Nazimuddin

Personal information
- Full name: Mohammad Nazimuddin Ahmed
- Born: 1 October 1985 (age 40) Chittagong, Chittagong Division, Bangladesh
- Height: 5 ft 8 in (1.73 m)
- Batting: Right-handed
- Bowling: Right arm medium
- Role: Batsman

International information
- National side: Bangladesh (2007–2012);
- Test debut (cap 63): 9 December 2011 v Pakistan
- Last Test: 12 November 2012 v West Indies
- ODI debut (cap 90): 12 March 2008 v South Africa
- Last ODI: 22 March 2012 v Pakistan
- T20I debut (cap 15): 1 September 2007 v Kenya
- Last T20I: 20 April 2008 v Pakistan

Domestic team information
- 2001–present: Chittagong Division
- 2008: Dhaka Warriors

Career statistics
| Competition | Test | ODI | FC | LA |
| Matches | 3 | 11 | 104 | 121 |
| Runs scored | 125 | 147 | 6,269 | 2,636 |
| Batting average | 20.83 | 13.36 | 36.66 | 24.18 |
| 100s/50s | 0/1 | 0/0 | 12/36 | 1/17 |
| Top score | 78 | 47 | 205 | 108 |
| Balls bowled | – | – | 198 | 12 |
| Wickets | – | – | 2 | 1 |
| Bowling average | – | – | 68.50 | 14.00 |
| 5 wickets in innings | – | – | 0 | 0 |
| 10 wickets in match | – | – | 0 | 0 |
| Best bowling | – | – | 1/9 | 1/14 |
| Catches/stumpings | 1/– | 1/– | 39/– | 24/– |

Medal record
Men's Cricket
Representing Bangladesh
ACC Asia Cup
| Runner-up | 2012 Bangladesh |  |
Asian Games
| Gold medal – first place | 2010 Guangzhou | Team |
- Source: CricInfo, 3 December 2025

= Mohammed Nazimuddin =

Bangladeshi cricketer (born 1985)

Mohammed Nazimuddin Ahmed (born 1 October 1985) is a Bangladeshi cricketer.
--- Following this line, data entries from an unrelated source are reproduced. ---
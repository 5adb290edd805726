//! Benchmarks for graph execution overhead.

use castflow::core::{Patch, PipelineState};
use castflow::graph::{CompiledGraph, GraphBuilder, END};
use castflow::stages::{FnStage, NoOpStage};
use criterion::{black_box, criterion_group, criterion_main, Criterion};
use serde_json::json;
use std::sync::Arc;

fn chain(len: usize) -> CompiledGraph {
    let names: Vec<String> = (0..len).map(|i| format!("stage_{i}")).collect();
    let mut builder = GraphBuilder::new("bench");
    for name in &names {
        builder = builder.add_stage(name.as_str(), Arc::new(NoOpStage::new(name.as_str())));
    }
    let refs: Vec<&str> = names.iter().map(String::as_str).collect();
    builder
        .set_entry(refs[0])
        .add_sequence(&refs)
        .add_edge(refs[len - 1], END)
        .compile()
        .expect("bench graph compiles")
}

fn pipeline_benchmark(c: &mut Criterion) {
    let runtime = tokio::runtime::Builder::new_current_thread()
        .enable_all()
        .build()
        .expect("runtime");

    let noop = chain(5);
    c.bench_function("noop_chain_5", |b| {
        b.iter(|| runtime.block_on(noop.run(black_box(PipelineState::new()))))
    });

    let merging = GraphBuilder::new("merge")
        .add_stage(
            "write",
            Arc::new(FnStage::new("write", |_: &PipelineState| {
                Patch::empty().set("articles", json!(["a", "b", "c"]))
            })),
        )
        .set_entry("write")
        .add_edge("write", END)
        .compile()
        .expect("bench graph compiles");
    c.bench_function("single_patch_merge", |b| {
        b.iter(|| runtime.block_on(merging.run(black_box(PipelineState::new()))))
    });
}

criterion_group!(benches, pipeline_benchmark);
criterion_main!(benches);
A right-handed batsman, he is the captain of Chittagong Division, and has played Test, limited overs and Twenty20 cricket for Bangladesh.

Nazimuddin made his first-class debut at the age of 16. Over the following seasons he was selected to play in the Bangladesh A and Bangladesh Under-19 teams. He played his first senior match for Bangladesh in 2007, in a Twenty20 tournament in Kenya. He was also selected in the Bangladesh national squad that toured Australia in August and September 2008. However, he broke his finger in the warmup to the matches and could not participate. Later in 2008, he was part of a group of Bangladesh players banned from Bangladeshi cricket for ten years for playing in the private Indian Cricket League (ICL). When he left the ICL in 2009, the Bangladesh Cricket Board rescinded the ban.

Nazimuddin was recalled to the national team for the two-Test series against Pakistan in December 2011. He made his Test debut in the first match of the series in Chittagong, opening the batting for Bangladesh.